The joint review required under CUSMA's six-year review clause opens July 1, 2026. CTI is tracking negotiation signals, tariff developments, and bilateral policy moves as they emerge.
Review opens: July 1, 2026 · 6-year clause under Article 34.7
STATUS · MAY 2026
Negotiations active — clean extension by July 1 increasingly unlikely
The review formally opens July 1, 2026. Experts and trade officials now consider a clean 16-year extension unlikely. The most probable outcome is a prolonged negotiation extending into late 2026 or 2027, with Canada and Mexico making targeted concessions on autos, energy, and supply chain rules while preserving the agreement's core architecture.
Trump has called CUSMA "transitional" and the US Trade Representative has stated a rubber-stamp renewal is "not in the national interest." Prime Minister Carney has signalled willingness to negotiate constructively, including defence spending commitments, while pursuing trade diversification to reduce Canada's US exposure.
MOST LIKELY — Painful extension, late 2026+POSSIBLE — Annual review cycle, sustained uncertaintyRISK — Non-renewal triggers 2036 termination
Sources: CSIS, Brookings, Globe and Mail, CBC — updated May 2026
WHAT THIS MEANS FOR CANADIANS
Your market access is not guaranteed after July 2026
If the review stalls or enters annual renewal cycles, the certainty that lets you price contracts and plan production disappears. Auto parts suppliers face the most direct exposure — 75% North American content rules are under renegotiation. Lumber and steel exporters are already operating under Section 232 tariffs regardless of CUSMA status.

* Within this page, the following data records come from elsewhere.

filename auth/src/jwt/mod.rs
pub mod claims;
pub mod errors;
pub mod handler;

pub use claims::Claims;
pub use claims::Role;
pub use claims::UnknownRole;
pub use errors::JwtError;
pub use handler::JwtHandler;
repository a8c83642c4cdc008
pub mod http;
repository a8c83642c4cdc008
use async_trait::async_trait;

use crate::domain::user::models::CreateUserCommand;
use crate::domain::user::models::EmailAddress;
use crate::domain::user::models::Page;
use crate::domain::user::models::UpdateUserCommand;
use crate::domain::user::models::User;
use crate::domain::user::models::UserId;
use crate::user::errors::UserError;

/// Port for user domain service operations.
#[async_trait]
pub trait UserServicePort: Send + Sync + 'static {
    /// Create new user, hashing the supplied password.
    ///
    /// # Errors
    /// * `EmailAlreadyExists` - Email is already registered
    /// * `Password` - Password hashing failed
    /// * `DatabaseError` - Database operation failed
    async fn create_user(&self, command: CreateUserCommand) -> Result<User, UserError>;

    /// Retrieve user by unique email.
    ///
    /// # Errors
    /// * `NotFoundByEmail` - No user with this email
    /// * `DatabaseError` - Database operation failed
    async fn get_user_by_email(&self, email: &EmailAddress) -> Result<User, UserError>;

    /// List one page of users, newest first.
    ///
    /// # Errors
    /// * `DatabaseError` - Database operation failed
    async fn list_users(&self, page: Page) -> Result<Vec<User>, UserError>;

    /// Update existing user with optional fields.
    ///
    /// # Errors
    /// * `NotFound` - User does not exist
    /// * `EmailAlreadyExists` - New email is already registered
    /// * `Password` - Password hashing failed
    /// * `DatabaseError` - Database operation failed
    async fn update_user(&self, id: &UserId, command: UpdateUserCommand)
        -> Result<User, UserError>;

    /// Delete the user registered under `email`.
    ///
    /// # Returns
    /// The deleted user
    ///
    /// # Errors
    /// * `NotFoundByEmail` - No user with this email
    /// * `DatabaseError` - Database operation failed
    async fn delete_user_by_email(&self, email: &EmailAddress) -> Result<User, UserError>;
}

/// Persistence operations for user aggregate.
///
/// Email uniqueness is enforced by the implementation.
#[async_trait]
pub trait UserRepository: Send + Sync + 'static {
    /// Persist new user to storage.
    ///
    /// # Errors
    /// * `EmailAlreadyExists` - Email is already registered
    /// * `DatabaseError` - Database operation failed
    async fn create(&self, user: User) -> Result<User, UserError>;

    /// Retrieve user by identifier.
    ///
    /// # Returns
    /// Optional user entity (None if not found)
    async fn find_by_id(&self, id: &UserId) -> Result<Option<User>, UserError>;

    /// Retrieve user by email address.
    ///
    /// # Returns
    /// Optional user entity (None if not found)
    async fn find_by_email(&self, email: &EmailAddress) -> Result<Option<User>, UserError>;

    /// Retrieve users ordered newest first.
    ///
    /// # Arguments
    /// * `offset` - Number of users to skip
    /// * `limit` - Maximum number of users to return
    async fn list(&self, offset: u64, limit: u32) -> Result<Vec<User>, UserError>;

    /// Replace the stored user that has the same identifier.
    ///
    /// # Errors
    /// * `NotFound` - User does not exist
    /// * `EmailAlreadyExists` - New email is already registered
    /// * `DatabaseError` - Database operation failed
    async fn update(&self, user: User) -> Result<User, UserError>;

    /// Remove the user registered under `email`.
    ///
    /// # Returns
    /// The removed user
    ///
    /// # Errors
    /// * `NotFoundByEmail` - No user with this email
    /// * `DatabaseError` - Database operation failed
    async fn delete_by_email(&self, email: &EmailAddress) -> Result<User, UserError>;
}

Dairy supply management and canola access are both on the table
US dairy industry groups have filed an 84-page complaint on Canada's TRQ allocation. A concession here would affect Canada's $5.4B domestic dairy sector and set a precedent. Canola access to the US market depends on CUSMA remaining intact — a non-renewal or prolonged uncertainty period creates direct price and logistics risk for Prairie producers.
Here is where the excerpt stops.